Problem to work on: Go through the records, and copy each line in which the string "CoreError" is present.

-*-

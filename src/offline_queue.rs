//! FIFO queue of filesystem operations deferred while the daemon has no
//! peers reachable, drained by a background task once connectivity returns.

use crate::error::CoreError;
use crate::types::{
    OperationKind, QueuedOperation, OFFLINE_QUEUE_MAX_RETRIES, OFFLINE_QUEUE_PROCESS_INTERVAL_MS,
    OFFLINE_QUEUE_RETRY_DELAY_MS,
};
use async_trait::async_trait;
use parking_lot::Mutex;
use std::collections::VecDeque;
use std::sync::atomic::{AtomicBool, Ordering};
use std::sync::Arc;
use std::time::Duration;
use tracing::{debug, error, info, warn};

/// Replays a single queued operation against the live sync engine. Returns
/// `Ok(true)` on success, `Ok(false)` for a retryable failure.
#[async_trait]
pub trait OperationProcessor: Send + Sync {
    async fn process(&self, op: &QueuedOperation) -> Result<bool, CoreError>;
}

pub struct OfflineQueue {
    queue: Mutex<VecDeque<QueuedOperation>>,
    online: AtomicBool,
    running: AtomicBool,
}

impl OfflineQueue {
    pub fn new() -> Self {
        Self {
            queue: Mutex::new(VecDeque::new()),
            online: AtomicBool::new(true),
            running: AtomicBool::new(false),
        }
    }

    pub fn enqueue(&self, kind: OperationKind, path: impl Into<String>) {
        let path = path.into();
        self.queue.lock().push_back(QueuedOperation::new(kind, path.clone()));
        debug!(path, "queued operation");
    }

    pub fn enqueue_rename(&self, old_path: impl Into<String>, new_path: impl Into<String>) {
        let old_path = old_path.into();
        let new_path = new_path.into();
        self.queue.lock().push_back(QueuedOperation::rename(old_path.clone(), new_path.clone()));
        debug!(old_path, new_path, "queued rename");
    }

    pub fn pending_count(&self) -> usize {
        self.queue.lock().len()
    }

    pub fn is_empty(&self) -> bool {
        self.queue.lock().is_empty()
    }

    pub fn clear(&self) {
        self.queue.lock().clear();
        info!("offline queue cleared");
    }

    pub fn get_pending_operations(&self) -> Vec<QueuedOperation> {
        self.queue.lock().iter().cloned().collect()
    }

    pub fn load_operations(&self, ops: Vec<QueuedOperation>) {
        let count = ops.len();
        self.queue.lock().extend(ops);
        info!(count, "loaded queued operations");
    }

    /// Flips online/offline state, logging the transition edge only.
    pub fn set_online(&self, online: bool) {
        let was_online = self.online.swap(online, Ordering::SeqCst);
        if !was_online && online {
            info!("back online, processing queued operations");
        } else if was_online && !online {
            info!("going offline, operations will be queued");
        }
    }

    pub fn is_online(&self) -> bool {
        self.online.load(Ordering::SeqCst)
    }

    fn pop_front(&self) -> Option<QueuedOperation> {
        self.queue.lock().pop_front()
    }

    fn requeue(&self, op: QueuedOperation) {
        self.queue.lock().push_back(op);
    }

    pub fn stop(&self) {
        self.running.store(false, Ordering::SeqCst);
    }

    /// Spawns the background processor loop: polls every
    /// `OFFLINE_QUEUE_PROCESS_INTERVAL_MS`, skipping while offline, retrying
    /// failed operations up to `OFFLINE_QUEUE_MAX_RETRIES` times with a
    /// fixed delay between attempts.
    pub fn spawn_processor(self: &Arc<Self>, processor: Arc<dyn OperationProcessor>) -> tokio::task::JoinHandle<()> {
        self.running.store(true, Ordering::SeqCst);
        let queue = Arc::clone(self);
        tokio::spawn(async move {
            info!("offline queue processor started");
            while queue.running.load(Ordering::SeqCst) {
                tokio::time::sleep(Duration::from_millis(OFFLINE_QUEUE_PROCESS_INTERVAL_MS)).await;
                if !queue.running.load(Ordering::SeqCst) || !queue.is_online() {
                    continue;
                }

                let Some(mut op) = queue.pop_front() else { continue };

                match processor.process(&op).await {
                    Ok(true) => debug!(path = %op.path, "processed queued operation"),
                    Ok(false) | Err(_) => {
                        op.retry_count += 1;
                        if op.retry_count < OFFLINE_QUEUE_MAX_RETRIES {
                            warn!(path = %op.path, retry = op.retry_count, "retrying queued operation");
                            queue.requeue(op);
                        } else {
                            error!(path = %op.path, "max retries exceeded for queued operation");
                        }
                        tokio::time::sleep(Duration::from_millis(OFFLINE_QUEUE_RETRY_DELAY_MS)).await;
                    }
                }
            }
            info!("offline queue processor stopped");
        })
    }
}

impl Default for OfflineQueue {
    fn default() -> Self {
        Self::new()
    }
}

#[cfg(test)]
mod tests {
    use super::*;
    use std::sync::atomic::AtomicU32;

    struct AlwaysFail;
    #[async_trait]
    impl OperationProcessor for AlwaysFail {
        async fn process(&self, _op: &QueuedOperation) -> Result<bool, CoreError> {
            Ok(false)
        }
    }

    struct CountingSuccess {
        calls: AtomicU32,
    }
    #[async_trait]
    impl OperationProcessor for CountingSuccess {
        async fn process(&self, _op: &QueuedOperation) -> Result<bool, CoreError> {
            self.calls.fetch_add(1, Ordering::SeqCst);
            Ok(true)
        }
    }

    #[test]
    fn enqueue_and_pending_count() {
        let q = OfflineQueue::new();
        q.enqueue(OperationKind::Create, "a.txt");
        q.enqueue(OperationKind::Update, "b.txt");
        assert_eq!(q.pending_count(), 2);
    }

    #[test]
    fn set_online_transitions_logged_without_panicking() {
        let q = OfflineQueue::new();
        q.set_online(false);
        assert!(!q.is_online());
        q.set_online(true);
        assert!(q.is_online());
    }

    #[test]
    fn load_and_get_pending_operations_preserves_order() {
        let q = OfflineQueue::new();
        q.load_operations(vec![
            QueuedOperation::new(OperationKind::Create, "a"),
            QueuedOperation::new(OperationKind::Delete, "b"),
        ]);
        let ops = q.get_pending_operations();
        assert_eq!(ops[0].path, "a");
        assert_eq!(ops[1].path, "b");
    }

    #[tokio::test(flavor = "current_thread", start_paused = true)]
    async fn offline_operations_replay_once_back_online() {
        let q = Arc::new(OfflineQueue::new());
        q.set_online(false);
        q.enqueue(OperationKind::Update, "queued.txt");

        let processor = Arc::new(CountingSuccess { calls: AtomicU32::new(0) });
        let handle = q.spawn_processor(processor.clone());

        tokio::time::advance(Duration::from_millis(OFFLINE_QUEUE_PROCESS_INTERVAL_MS * 2)).await;
        assert_eq!(processor.calls.load(Ordering::SeqCst), 0);

        q.set_online(true);
        tokio::time::advance(Duration::from_millis(OFFLINE_QUEUE_PROCESS_INTERVAL_MS * 2)).await;
        assert_eq!(processor.calls.load(Ordering::SeqCst), 1);

        q.stop();
        tokio::time::advance(Duration::from_millis(OFFLINE_QUEUE_PROCESS_INTERVAL_MS)).await;
        let _ = handle.await;
    }

    #[tokio::test(flavor = "current_thread", start_paused = true)]
    async fn exhausted_retries_drop_the_operation() {
        let q = Arc::new(OfflineQueue::new());
        q.enqueue(OperationKind::Update, "broken.txt");
        let handle = q.spawn_processor(Arc::new(AlwaysFail));

        for _ in 0..OFFLINE_QUEUE_MAX_RETRIES + 1 {
            tokio::time::advance(Duration::from_millis(
                OFFLINE_QUEUE_PROCESS_INTERVAL_MS + OFFLINE_QUEUE_RETRY_DELAY_MS,
            ))
            .await;
        }
        assert!(q.is_empty());
        q.stop();
        tokio::time::advance(Duration::from_millis(OFFLINE_QUEUE_PROCESS_INTERVAL_MS)).await;
        let _ = handle.await;
    }
}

-*-

Answer to this task:
use crate::error::CoreError;
    async fn process(&self, op: &QueuedOperation) -> Result<bool, CoreError>;
        async fn process(&self, _op: &QueuedOperation) -> Result<bool, CoreError> {
        async fn process(&self, _op: &QueuedOperation) -> Result<bool, CoreError> {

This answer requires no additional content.